■ **Goal of the exercise**
Among the entries below, count the lines that contain the word "sent". Respond with the count only.

#####

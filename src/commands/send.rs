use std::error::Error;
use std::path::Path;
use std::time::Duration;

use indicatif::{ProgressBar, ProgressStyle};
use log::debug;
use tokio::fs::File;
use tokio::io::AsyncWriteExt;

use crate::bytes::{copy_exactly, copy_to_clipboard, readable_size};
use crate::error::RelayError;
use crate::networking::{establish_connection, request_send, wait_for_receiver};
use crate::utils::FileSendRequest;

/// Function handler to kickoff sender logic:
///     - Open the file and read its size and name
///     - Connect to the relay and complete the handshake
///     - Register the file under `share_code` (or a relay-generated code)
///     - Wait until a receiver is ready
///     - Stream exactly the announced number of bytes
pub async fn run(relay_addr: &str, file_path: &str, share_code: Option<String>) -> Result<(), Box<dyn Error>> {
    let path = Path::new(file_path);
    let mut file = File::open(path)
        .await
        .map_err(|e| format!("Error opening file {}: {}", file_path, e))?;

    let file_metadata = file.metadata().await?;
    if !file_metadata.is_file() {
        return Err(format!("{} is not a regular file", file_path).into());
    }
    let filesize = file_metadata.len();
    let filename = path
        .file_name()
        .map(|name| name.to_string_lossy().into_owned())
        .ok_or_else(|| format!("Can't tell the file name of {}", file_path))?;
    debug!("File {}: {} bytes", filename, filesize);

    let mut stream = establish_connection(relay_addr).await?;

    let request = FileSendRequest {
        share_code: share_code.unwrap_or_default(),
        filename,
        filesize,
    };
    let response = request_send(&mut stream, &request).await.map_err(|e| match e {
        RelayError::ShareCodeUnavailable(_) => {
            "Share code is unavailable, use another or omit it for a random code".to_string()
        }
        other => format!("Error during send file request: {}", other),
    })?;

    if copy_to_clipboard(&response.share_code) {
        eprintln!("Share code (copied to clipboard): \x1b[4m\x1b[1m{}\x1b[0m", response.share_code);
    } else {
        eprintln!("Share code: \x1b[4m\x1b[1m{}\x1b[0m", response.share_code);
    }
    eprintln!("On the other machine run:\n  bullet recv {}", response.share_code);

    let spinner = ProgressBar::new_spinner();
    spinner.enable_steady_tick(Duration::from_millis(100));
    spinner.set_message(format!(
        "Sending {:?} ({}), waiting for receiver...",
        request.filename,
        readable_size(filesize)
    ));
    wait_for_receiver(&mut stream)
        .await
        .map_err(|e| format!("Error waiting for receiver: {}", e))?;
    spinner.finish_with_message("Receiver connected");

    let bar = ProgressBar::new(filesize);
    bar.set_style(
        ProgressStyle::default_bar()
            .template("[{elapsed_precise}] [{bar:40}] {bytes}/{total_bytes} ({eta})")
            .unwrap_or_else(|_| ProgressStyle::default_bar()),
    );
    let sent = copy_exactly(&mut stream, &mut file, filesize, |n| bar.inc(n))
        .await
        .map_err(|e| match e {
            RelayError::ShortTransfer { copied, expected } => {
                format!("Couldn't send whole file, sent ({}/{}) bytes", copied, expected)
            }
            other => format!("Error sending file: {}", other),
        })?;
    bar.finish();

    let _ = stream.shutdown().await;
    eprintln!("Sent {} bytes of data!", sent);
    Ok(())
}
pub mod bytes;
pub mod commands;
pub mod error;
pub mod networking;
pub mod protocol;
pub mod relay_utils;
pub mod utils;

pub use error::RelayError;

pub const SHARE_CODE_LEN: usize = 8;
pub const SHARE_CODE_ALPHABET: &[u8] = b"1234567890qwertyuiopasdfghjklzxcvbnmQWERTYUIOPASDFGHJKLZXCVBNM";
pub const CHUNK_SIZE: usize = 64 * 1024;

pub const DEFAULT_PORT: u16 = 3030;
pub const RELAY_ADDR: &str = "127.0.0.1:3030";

#####

■ **Answer area**
3